B cells display phenotypic and functional heterogeneity in multiple anatomical locations following vaccination or infection. Influenza-specific memory B cells (Flu+B MEM cells) are found in both lymphoid tissues and lung. It is unclear whether these cells represent circulating or resident memory B cell (BRM) populations. We hypothesized that a portion of the Flu+B MEM cell population in the lung would be non-circulating, BRMs. To determine whether Flu+B MEM cells in the lung are circulating or resident, we parabiotically joined previously-infected, congenically-mismatched mice for 2 weeks and marked those cells currently in circulation by infusing anti-B220 and identified those that have trafficked between the partners by their expression of the CD45 congenic marker. The lungs of these mice had large populations of hemagglutinin and nucleoprotein -specific B MEM cells that did not attain equilibrium within 2 weeks of parabiosis, suggesting that they are non-circulating.
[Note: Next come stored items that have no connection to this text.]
use crate::tokenizer::is_stopword;
use std::collections::{HashMap, HashSet};

/// Max-normalized term frequencies of one token sequence, stop-words excluded.
///
/// Terms keep the order of their first appearance.
#[derive(Debug, Clone, Default)]
pub struct TermFrequencies {
    order: Vec<String>,
    weights: HashMap<String, f64>,
}

impl TermFrequencies {
    pub fn from_tokens<S: AsRef<str>>(tokens: &[S]) -> Self {
        let mut order = Vec::new();
        let mut counts: HashMap<String, usize> = HashMap::new();
        for token in tokens {
            let token = token.as_ref();
            if is_stopword(token) {
                continue;
            }
            match counts.get_mut(token) {
                Some(count) => *count += 1,
                None => {
                    order.push(token.to_string());
                    counts.insert(token.to_string(), 1);
                }
            }
        }

        let max_count = counts.values().copied().max().unwrap_or(1) as f64;
        let weights = counts
            .into_iter()
            .map(|(term, count)| (term, count as f64 / max_count))
            .collect();

        Self { order, weights }
    }

    pub fn get(&self, term: &str) -> Option<f64> {
        self.weights.get(term).copied()
    }

    /// Terms with their weights, in first-appearance order
    pub fn iter(&self) -> impl Iterator<Item = (&str, f64)> + '_ {
        self.order
            .iter()
            .map(|term| (term.as_str(), self.weights.get(term).copied().unwrap_or(0.0)))
    }

    pub fn len(&self) -> usize {
        self.order.len()
    }

    pub fn is_empty(&self) -> bool {
        self.order.is_empty()
    }
}

/// Smoothed inverse document frequency: `ln((N + 1) / (df + 1)) + 1`
#[derive(Debug, Clone, Default)]
pub struct InverseDocumentFrequency {
    documents: usize,
    weights: HashMap<String, f64>,
}

impl InverseDocumentFrequency {
    pub fn from_token_sets<S: AsRef<str>>(documents: &[Vec<S>]) -> Self {
        let mut doc_freq: HashMap<&str, usize> = HashMap::new();
        for tokens in documents {
            let unique: HashSet<&str> = tokens.iter().map(|token| token.as_ref()).collect();
            for token in unique {
                if is_stopword(token) {
                    continue;
                }
                *doc_freq.entry(token).or_insert(0) += 1;
            }
        }

        let n = documents.len() as f64;
        let weights = doc_freq
            .into_iter()
            .map(|(term, df)| (term.to_string(), smoothed_idf(n, df as f64)))
            .collect();

        Self {
            documents: documents.len(),
            weights,
        }
    }

    pub fn get(&self, term: &str) -> Option<f64> {
        self.weights.get(term).copied()
    }

    pub fn contains(&self, term: &str) -> bool {
        self.weights.contains_key(term)
    }

    pub fn document_count(&self) -> usize {
        self.documents
    }

    pub fn len(&self) -> usize {
        self.weights.len()
    }

    pub fn is_empty(&self) -> bool {
        self.weights.is_empty()
    }
}

fn smoothed_idf(total_docs: f64, df: f64) -> f64 {
    ((total_docs + 1.0) / (df + 1.0)).ln() + 1.0
}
The Flu+ BRMs in the lungs consisted of 56% IgM+ and 43.9% isotype-switched BRMs. They were established as early as 15 days after infection and maintained for at least 60 days. The formation of Flu+ BRMs required the germinal center (GC), as blocking CD40L with MR1 antibody, during the primary infection abrogated BRM. However, MR1-treatment of mice with established BRM did not affect BRMs in the lung, even though Flu+ GC B cells could be detected in the LN for up to 90 days. These data suggest that GC-dependent lung-BRMs are established early after infection and maintained independently of GCs. These findings are important in the development of vaccines that elicit BRMs and they will provide mechanistic information into the function of Ag+B MEM cells residing in the mucosa.